# Data in this exercise
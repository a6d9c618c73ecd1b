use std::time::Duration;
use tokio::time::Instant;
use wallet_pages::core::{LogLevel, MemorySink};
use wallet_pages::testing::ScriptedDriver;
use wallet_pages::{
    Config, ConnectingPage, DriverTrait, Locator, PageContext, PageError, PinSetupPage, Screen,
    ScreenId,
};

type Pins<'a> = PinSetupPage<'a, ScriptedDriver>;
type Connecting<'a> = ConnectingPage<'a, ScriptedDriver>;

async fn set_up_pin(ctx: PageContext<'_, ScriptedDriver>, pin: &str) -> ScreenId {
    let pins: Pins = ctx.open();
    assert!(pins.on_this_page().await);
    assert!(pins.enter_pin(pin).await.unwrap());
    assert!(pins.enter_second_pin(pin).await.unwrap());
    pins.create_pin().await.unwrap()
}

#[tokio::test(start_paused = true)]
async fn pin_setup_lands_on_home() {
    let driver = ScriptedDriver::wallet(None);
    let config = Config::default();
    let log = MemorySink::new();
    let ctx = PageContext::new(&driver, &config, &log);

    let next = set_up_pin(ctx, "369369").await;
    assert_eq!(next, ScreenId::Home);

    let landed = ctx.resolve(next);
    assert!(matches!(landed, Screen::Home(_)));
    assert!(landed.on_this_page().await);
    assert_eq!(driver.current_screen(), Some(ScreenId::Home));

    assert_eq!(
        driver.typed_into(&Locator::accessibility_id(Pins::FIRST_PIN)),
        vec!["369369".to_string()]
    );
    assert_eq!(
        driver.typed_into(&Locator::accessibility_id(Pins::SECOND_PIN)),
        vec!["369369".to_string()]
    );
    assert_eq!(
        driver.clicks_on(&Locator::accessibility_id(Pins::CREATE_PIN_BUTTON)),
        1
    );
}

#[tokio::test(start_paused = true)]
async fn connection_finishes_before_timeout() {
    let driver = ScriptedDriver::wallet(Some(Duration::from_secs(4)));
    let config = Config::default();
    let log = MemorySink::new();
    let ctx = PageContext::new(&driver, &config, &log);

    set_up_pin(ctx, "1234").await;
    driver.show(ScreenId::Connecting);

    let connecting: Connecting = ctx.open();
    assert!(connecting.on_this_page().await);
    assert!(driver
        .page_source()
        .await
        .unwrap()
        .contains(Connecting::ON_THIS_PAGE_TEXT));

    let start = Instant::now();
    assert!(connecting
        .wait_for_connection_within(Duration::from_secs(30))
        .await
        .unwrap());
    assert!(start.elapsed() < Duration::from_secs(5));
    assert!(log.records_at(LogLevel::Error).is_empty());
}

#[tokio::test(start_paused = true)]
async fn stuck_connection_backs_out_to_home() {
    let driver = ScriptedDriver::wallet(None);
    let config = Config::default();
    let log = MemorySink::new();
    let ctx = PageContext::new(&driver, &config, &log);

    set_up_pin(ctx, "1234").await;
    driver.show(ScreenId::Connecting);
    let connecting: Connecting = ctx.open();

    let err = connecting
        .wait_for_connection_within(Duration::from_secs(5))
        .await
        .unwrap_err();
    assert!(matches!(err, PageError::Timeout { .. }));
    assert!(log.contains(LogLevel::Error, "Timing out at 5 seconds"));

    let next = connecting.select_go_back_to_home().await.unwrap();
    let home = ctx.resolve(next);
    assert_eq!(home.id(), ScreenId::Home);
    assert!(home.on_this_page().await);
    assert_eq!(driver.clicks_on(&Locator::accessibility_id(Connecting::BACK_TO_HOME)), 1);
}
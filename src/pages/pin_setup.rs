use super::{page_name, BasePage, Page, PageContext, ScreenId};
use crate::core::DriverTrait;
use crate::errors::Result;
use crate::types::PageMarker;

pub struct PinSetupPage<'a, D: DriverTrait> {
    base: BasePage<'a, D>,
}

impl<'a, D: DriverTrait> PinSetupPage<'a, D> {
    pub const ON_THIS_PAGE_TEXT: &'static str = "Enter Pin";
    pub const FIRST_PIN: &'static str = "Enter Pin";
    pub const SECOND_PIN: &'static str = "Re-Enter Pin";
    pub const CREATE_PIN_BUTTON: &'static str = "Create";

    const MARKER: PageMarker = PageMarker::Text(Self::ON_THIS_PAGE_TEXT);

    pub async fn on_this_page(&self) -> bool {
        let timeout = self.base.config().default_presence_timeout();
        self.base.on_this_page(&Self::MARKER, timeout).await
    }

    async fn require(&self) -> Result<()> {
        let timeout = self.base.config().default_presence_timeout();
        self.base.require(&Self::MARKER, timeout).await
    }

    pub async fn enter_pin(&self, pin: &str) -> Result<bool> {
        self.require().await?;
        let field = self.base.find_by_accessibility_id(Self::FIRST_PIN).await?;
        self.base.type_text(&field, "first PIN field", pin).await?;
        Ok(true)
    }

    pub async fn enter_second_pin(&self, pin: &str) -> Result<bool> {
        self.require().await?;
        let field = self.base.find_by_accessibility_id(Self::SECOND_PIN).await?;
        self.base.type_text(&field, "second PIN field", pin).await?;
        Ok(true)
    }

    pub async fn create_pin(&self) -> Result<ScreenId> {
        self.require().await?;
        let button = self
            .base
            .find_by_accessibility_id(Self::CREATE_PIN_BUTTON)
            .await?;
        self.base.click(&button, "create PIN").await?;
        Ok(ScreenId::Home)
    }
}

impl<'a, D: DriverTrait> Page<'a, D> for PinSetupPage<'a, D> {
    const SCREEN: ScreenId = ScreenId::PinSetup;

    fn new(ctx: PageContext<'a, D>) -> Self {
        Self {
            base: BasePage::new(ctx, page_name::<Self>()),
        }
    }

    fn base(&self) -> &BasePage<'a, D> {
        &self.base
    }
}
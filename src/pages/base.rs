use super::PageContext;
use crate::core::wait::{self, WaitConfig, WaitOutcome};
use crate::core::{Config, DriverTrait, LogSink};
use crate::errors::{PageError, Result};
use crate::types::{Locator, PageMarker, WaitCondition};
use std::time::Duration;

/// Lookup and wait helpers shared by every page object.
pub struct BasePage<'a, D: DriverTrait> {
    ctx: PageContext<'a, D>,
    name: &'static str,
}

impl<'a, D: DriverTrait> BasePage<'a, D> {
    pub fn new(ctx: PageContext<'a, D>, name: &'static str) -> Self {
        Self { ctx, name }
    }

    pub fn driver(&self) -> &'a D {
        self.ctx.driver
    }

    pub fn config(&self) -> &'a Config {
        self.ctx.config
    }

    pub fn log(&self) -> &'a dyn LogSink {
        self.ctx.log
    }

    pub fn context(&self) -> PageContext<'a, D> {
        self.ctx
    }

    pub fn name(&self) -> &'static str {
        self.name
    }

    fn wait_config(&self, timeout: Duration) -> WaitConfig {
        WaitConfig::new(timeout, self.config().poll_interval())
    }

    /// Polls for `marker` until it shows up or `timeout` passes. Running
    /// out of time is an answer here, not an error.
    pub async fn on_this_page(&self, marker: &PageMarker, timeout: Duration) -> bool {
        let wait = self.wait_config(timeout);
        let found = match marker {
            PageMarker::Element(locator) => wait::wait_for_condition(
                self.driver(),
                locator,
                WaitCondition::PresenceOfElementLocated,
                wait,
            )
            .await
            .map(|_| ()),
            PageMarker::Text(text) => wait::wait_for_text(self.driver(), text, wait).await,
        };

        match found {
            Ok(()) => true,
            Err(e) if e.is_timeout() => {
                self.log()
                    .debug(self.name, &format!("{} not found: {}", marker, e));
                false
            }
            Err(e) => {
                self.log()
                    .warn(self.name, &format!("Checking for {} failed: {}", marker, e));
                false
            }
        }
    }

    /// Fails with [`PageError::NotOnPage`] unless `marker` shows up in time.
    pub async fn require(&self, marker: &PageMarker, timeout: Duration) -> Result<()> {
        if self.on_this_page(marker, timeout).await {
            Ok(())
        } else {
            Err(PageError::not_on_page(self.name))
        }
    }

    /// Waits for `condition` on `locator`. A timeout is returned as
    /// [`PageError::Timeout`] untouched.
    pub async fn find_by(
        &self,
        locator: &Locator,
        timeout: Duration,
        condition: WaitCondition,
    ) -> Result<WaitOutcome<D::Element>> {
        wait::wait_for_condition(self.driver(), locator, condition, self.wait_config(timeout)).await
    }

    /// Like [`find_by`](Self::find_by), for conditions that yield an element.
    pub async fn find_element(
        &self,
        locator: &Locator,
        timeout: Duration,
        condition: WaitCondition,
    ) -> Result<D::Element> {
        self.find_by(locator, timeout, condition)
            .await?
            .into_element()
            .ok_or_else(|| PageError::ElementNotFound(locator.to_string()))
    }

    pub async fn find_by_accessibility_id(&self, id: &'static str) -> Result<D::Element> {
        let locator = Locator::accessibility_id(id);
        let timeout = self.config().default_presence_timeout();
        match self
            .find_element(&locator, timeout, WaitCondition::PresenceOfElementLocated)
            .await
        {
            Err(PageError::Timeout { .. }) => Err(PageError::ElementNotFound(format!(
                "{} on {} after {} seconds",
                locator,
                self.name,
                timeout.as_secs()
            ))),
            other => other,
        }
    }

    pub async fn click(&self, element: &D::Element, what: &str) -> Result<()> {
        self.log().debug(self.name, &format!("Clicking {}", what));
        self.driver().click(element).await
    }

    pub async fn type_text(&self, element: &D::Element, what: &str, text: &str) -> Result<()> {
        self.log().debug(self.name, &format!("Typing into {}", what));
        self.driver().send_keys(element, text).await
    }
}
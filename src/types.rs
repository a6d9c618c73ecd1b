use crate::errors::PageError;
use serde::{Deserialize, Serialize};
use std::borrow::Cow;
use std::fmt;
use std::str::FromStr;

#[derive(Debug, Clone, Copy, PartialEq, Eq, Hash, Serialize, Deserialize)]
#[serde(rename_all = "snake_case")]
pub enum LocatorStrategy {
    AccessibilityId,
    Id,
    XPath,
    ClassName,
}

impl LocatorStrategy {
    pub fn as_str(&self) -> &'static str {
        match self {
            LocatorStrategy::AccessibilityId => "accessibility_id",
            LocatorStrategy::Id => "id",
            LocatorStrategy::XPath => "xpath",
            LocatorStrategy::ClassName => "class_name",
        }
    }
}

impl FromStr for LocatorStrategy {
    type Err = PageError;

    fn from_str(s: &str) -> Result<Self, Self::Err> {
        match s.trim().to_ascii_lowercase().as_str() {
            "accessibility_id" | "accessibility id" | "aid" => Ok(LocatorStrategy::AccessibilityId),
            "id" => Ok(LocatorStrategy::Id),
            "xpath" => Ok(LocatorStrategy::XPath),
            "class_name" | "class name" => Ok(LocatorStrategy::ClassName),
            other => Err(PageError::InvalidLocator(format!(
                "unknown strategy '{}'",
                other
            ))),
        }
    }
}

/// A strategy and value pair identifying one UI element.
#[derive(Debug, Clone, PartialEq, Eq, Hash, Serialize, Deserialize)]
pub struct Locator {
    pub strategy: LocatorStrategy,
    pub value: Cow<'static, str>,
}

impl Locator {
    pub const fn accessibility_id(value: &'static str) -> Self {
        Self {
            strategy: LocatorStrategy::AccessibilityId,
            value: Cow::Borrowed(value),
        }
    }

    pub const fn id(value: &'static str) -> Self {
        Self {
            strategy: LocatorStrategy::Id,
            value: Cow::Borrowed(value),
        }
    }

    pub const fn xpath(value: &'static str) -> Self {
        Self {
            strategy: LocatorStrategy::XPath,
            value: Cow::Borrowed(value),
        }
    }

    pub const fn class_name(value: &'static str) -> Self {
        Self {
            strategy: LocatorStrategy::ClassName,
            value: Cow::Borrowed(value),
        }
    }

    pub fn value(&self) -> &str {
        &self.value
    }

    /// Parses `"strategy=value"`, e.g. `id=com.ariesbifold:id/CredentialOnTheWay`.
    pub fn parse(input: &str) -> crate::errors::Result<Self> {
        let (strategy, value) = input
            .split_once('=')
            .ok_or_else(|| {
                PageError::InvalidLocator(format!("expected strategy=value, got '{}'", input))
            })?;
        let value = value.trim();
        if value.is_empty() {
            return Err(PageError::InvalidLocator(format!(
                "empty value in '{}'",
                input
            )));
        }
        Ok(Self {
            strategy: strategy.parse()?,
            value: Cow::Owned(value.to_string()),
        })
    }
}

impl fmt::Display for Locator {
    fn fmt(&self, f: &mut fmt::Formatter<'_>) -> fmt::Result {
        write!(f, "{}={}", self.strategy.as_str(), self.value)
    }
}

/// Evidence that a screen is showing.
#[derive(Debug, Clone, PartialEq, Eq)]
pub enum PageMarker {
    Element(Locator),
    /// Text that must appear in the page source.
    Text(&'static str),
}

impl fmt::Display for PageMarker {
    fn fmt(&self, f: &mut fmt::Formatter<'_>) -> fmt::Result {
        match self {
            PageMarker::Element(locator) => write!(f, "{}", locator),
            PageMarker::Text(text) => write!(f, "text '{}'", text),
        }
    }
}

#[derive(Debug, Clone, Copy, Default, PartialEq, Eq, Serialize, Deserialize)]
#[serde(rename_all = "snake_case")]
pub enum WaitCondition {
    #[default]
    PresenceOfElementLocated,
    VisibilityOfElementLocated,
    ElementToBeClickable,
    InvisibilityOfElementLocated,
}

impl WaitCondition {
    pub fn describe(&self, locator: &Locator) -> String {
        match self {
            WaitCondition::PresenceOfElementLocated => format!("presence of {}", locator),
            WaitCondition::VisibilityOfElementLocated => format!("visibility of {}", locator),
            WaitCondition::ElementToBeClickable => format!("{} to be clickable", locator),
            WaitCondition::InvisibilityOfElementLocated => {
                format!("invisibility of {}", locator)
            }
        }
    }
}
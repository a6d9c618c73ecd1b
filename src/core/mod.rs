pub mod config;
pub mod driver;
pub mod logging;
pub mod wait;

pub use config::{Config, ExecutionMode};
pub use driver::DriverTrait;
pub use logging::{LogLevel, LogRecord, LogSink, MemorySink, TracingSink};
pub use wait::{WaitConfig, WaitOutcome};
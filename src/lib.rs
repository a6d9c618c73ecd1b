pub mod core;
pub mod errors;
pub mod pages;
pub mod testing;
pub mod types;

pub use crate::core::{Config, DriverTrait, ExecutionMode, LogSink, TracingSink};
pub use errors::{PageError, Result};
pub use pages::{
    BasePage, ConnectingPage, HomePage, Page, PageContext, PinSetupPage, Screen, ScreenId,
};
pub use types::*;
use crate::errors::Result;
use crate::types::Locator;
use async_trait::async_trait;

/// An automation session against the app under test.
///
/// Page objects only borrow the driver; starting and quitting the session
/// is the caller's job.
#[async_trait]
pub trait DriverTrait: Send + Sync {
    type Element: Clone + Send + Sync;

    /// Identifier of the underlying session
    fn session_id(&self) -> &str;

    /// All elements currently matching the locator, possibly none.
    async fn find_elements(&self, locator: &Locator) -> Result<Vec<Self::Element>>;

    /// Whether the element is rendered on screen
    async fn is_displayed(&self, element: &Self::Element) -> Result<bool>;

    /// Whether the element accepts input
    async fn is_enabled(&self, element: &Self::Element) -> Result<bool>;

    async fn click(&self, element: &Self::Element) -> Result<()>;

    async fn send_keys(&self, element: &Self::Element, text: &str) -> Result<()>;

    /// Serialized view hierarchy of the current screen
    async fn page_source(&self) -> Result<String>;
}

# Required action
Gather every line from the listing above in which "bool" appears, and copy those lines.

# Exercise response
    pub async fn on_this_page(&self) -> bool {
    pub async fn enter_pin(&self, pin: &str) -> Result<bool> {
    pub async fn enter_second_pin(&self, pin: &str) -> Result<bool> {
    pub async fn on_this_page(&self, marker: &PageMarker, timeout: Duration) -> bool {
    async fn is_displayed(&self, element: &Self::Element) -> Result<bool>;
    async fn is_enabled(&self, element: &Self::Element) -> Result<bool>;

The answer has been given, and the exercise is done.